>>>

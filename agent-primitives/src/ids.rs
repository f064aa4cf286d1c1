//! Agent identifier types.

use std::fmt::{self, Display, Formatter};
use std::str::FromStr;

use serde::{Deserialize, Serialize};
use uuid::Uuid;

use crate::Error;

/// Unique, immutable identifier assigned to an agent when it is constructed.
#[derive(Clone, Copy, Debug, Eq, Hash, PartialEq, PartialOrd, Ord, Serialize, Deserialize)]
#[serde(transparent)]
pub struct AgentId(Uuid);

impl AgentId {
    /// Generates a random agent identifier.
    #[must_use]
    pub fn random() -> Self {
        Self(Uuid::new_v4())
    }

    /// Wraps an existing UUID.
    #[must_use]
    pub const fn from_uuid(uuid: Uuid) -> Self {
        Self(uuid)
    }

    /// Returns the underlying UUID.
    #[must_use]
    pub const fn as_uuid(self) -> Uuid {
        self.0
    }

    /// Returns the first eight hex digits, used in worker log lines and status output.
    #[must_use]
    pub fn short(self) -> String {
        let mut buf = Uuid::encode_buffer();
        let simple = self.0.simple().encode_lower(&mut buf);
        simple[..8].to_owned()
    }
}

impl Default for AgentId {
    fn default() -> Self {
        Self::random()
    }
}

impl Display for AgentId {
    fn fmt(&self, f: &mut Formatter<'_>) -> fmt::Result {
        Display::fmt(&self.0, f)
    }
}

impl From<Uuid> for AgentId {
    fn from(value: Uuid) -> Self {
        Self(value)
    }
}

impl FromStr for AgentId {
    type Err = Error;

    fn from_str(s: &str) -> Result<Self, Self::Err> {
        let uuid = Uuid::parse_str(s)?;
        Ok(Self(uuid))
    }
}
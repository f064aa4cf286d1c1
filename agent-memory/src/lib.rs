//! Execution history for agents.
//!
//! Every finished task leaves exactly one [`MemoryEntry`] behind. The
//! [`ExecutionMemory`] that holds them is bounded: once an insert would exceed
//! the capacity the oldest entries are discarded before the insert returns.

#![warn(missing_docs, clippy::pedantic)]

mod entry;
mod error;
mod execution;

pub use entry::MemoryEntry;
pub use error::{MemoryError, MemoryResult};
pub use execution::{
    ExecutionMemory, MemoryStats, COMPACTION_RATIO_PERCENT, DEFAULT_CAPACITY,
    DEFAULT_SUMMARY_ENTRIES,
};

<<<

:: TASK BRIEF ::
Gather each line from the entries above that includes the word "random".

:: SOLUTION BELOW ::
    /// Generates a random agent identifier.
    pub fn random() -> Self {
        Self::random()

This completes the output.